[Stored data entries]
==================================================
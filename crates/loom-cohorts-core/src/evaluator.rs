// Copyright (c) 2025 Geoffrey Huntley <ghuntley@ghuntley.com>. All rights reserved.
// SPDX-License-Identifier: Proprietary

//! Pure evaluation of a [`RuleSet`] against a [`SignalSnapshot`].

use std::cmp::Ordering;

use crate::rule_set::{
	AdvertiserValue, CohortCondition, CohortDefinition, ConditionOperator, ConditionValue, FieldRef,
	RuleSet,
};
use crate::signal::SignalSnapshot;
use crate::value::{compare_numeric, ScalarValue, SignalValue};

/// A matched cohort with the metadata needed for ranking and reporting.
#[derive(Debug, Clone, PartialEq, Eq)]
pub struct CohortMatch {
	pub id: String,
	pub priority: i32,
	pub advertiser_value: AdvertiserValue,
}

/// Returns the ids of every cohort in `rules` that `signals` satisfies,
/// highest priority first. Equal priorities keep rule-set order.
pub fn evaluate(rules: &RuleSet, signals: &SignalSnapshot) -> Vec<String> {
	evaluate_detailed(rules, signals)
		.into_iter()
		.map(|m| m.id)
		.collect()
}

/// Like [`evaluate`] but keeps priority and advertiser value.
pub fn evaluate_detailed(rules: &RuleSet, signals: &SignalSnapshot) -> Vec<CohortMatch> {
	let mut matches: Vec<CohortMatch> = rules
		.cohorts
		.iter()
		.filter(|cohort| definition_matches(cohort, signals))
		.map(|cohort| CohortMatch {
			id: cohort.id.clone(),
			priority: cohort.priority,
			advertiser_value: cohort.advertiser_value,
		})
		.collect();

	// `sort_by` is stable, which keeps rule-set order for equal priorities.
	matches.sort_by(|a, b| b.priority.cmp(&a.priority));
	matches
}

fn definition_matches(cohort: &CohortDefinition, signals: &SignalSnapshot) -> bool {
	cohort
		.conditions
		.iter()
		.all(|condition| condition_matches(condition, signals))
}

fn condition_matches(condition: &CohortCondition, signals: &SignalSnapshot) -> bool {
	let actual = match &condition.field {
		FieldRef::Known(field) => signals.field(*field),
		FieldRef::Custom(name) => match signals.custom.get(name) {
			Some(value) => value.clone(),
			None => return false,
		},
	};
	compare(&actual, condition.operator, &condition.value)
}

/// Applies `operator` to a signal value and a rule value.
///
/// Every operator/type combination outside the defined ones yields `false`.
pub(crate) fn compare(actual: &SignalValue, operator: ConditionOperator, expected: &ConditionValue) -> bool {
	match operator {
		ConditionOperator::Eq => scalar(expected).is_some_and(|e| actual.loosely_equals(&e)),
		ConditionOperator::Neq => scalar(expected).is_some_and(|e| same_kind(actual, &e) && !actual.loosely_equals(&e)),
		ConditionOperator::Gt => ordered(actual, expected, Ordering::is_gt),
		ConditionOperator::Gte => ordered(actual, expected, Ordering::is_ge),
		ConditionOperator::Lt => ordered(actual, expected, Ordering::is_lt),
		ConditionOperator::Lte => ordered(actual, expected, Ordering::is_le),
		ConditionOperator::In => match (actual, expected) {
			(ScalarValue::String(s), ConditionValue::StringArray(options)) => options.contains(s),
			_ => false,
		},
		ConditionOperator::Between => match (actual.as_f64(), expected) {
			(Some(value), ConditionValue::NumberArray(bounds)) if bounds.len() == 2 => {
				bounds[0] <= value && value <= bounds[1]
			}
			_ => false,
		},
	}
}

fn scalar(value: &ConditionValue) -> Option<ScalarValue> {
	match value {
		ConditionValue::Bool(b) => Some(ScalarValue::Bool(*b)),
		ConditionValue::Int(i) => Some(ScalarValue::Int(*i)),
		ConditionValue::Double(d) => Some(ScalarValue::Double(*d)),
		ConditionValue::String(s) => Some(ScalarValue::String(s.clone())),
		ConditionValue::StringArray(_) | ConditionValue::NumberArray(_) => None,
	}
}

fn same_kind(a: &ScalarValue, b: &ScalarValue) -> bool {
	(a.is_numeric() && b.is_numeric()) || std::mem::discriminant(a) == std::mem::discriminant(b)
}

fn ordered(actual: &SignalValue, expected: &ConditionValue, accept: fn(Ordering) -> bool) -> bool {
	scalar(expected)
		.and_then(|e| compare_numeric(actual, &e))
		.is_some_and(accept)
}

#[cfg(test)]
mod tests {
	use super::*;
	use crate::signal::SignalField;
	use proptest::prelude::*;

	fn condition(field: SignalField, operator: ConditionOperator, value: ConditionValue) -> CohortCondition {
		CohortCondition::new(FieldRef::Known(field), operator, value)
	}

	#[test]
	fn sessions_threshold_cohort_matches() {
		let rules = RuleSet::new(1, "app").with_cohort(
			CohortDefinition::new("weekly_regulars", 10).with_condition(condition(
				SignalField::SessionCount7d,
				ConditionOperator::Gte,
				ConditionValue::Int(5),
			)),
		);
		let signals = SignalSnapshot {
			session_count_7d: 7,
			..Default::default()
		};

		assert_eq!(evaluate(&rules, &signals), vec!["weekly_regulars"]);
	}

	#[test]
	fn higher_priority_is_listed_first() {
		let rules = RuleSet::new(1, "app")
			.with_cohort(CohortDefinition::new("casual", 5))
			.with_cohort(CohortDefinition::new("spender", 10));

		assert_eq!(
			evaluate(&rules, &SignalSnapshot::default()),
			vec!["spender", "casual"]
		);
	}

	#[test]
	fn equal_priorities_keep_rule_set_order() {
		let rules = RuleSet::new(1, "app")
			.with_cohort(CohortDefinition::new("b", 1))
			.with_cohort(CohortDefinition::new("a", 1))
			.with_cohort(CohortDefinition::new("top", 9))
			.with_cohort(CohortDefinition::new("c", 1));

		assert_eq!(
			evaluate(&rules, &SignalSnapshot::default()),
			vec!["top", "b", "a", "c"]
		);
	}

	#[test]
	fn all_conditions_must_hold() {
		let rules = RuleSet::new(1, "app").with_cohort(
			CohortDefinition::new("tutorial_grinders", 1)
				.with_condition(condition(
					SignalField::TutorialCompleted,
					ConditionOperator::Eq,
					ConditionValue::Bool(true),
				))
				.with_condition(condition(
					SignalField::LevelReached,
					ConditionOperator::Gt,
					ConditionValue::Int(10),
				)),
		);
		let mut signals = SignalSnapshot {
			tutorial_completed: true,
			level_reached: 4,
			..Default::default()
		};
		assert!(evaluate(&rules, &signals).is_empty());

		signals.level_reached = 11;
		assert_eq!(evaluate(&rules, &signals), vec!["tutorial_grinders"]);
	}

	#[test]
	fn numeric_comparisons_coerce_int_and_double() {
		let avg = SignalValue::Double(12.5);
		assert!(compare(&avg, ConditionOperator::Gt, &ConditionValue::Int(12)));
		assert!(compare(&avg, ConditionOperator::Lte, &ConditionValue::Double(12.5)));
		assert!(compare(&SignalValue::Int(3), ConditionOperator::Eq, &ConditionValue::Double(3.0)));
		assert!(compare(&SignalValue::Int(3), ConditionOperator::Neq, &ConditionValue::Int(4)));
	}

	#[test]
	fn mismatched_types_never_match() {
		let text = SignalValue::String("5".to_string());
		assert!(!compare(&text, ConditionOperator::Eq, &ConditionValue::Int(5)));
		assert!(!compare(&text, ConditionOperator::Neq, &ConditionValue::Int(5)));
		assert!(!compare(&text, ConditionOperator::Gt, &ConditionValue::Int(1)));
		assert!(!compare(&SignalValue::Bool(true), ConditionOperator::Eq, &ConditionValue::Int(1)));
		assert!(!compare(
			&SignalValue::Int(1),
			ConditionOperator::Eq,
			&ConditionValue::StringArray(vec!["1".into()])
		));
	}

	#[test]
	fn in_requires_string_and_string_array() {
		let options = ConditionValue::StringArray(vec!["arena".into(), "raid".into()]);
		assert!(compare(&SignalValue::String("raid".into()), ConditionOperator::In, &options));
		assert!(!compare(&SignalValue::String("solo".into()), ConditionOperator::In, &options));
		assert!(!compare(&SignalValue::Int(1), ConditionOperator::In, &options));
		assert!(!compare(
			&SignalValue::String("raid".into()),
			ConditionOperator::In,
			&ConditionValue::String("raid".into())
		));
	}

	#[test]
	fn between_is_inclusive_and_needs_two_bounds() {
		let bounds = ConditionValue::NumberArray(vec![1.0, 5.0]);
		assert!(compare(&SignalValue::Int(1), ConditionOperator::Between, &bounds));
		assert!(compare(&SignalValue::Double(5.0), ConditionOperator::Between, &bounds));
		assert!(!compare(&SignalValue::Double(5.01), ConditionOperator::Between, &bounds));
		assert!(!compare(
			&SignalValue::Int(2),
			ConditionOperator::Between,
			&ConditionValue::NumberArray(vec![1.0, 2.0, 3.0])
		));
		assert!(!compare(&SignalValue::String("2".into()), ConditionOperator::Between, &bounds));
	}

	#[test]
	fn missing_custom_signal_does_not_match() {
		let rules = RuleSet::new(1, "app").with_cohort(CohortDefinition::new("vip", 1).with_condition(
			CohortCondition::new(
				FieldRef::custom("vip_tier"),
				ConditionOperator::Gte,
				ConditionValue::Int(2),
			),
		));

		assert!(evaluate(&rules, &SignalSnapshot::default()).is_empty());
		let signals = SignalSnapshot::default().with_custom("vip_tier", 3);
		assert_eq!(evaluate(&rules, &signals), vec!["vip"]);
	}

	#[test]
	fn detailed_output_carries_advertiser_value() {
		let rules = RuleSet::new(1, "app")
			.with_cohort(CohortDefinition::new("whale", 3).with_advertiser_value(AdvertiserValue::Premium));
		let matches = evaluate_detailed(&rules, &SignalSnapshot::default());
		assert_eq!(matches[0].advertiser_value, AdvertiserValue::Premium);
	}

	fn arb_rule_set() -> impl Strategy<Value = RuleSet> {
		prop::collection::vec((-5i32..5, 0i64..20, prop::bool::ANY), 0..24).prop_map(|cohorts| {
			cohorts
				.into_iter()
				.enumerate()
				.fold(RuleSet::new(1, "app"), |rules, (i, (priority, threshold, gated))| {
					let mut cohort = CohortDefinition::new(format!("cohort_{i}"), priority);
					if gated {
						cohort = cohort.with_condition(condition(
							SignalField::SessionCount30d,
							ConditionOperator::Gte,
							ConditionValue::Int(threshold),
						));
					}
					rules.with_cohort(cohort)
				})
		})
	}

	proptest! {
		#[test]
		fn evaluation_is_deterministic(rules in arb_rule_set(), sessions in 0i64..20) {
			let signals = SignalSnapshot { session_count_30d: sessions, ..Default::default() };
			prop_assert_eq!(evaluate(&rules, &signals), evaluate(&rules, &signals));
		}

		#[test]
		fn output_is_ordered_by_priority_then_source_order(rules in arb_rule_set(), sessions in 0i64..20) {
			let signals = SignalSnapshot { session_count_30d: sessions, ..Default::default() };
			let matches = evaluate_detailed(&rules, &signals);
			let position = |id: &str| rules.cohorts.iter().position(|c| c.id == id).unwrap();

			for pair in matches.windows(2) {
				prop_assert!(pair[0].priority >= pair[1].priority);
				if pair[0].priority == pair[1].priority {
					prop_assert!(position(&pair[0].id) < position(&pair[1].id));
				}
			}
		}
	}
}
==================================================
## Your objective
Which lines above hold the string "NumberArray"? Please copy all of them.

## Expected output
			(Some(value), ConditionValue::NumberArray(bounds)) if bounds.len() == 2 => {
		ConditionValue::StringArray(_) | ConditionValue::NumberArray(_) => None,
		let bounds = ConditionValue::NumberArray(vec![1.0, 5.0]);
			&ConditionValue::NumberArray(vec![1.0, 2.0, 3.0])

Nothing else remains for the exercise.